SOURCE DATA -
::::::::

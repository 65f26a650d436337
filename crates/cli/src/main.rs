//! `stablegen` command-line entry point.

mod cli;

use anyhow::Result;
use clap::Parser;
use cli::{run_cli, Cli};

fn main() -> Result<()> {
    let cli = Cli::parse();
    run_cli(cli)
}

::::::::

TASK PROMPT -
Copy the material above back out, exactly as written.

ANSWER SECTION -
repository 65f26a650d436337
filename crates/cli/src/main.rs
//! `stablegen` command-line entry point.

mod cli;

use anyhow::Result;
use clap::Parser;
use cli::{run_cli, Cli};

fn main() -> Result<()> {
    let cli = Cli::parse();
    run_cli(cli)
}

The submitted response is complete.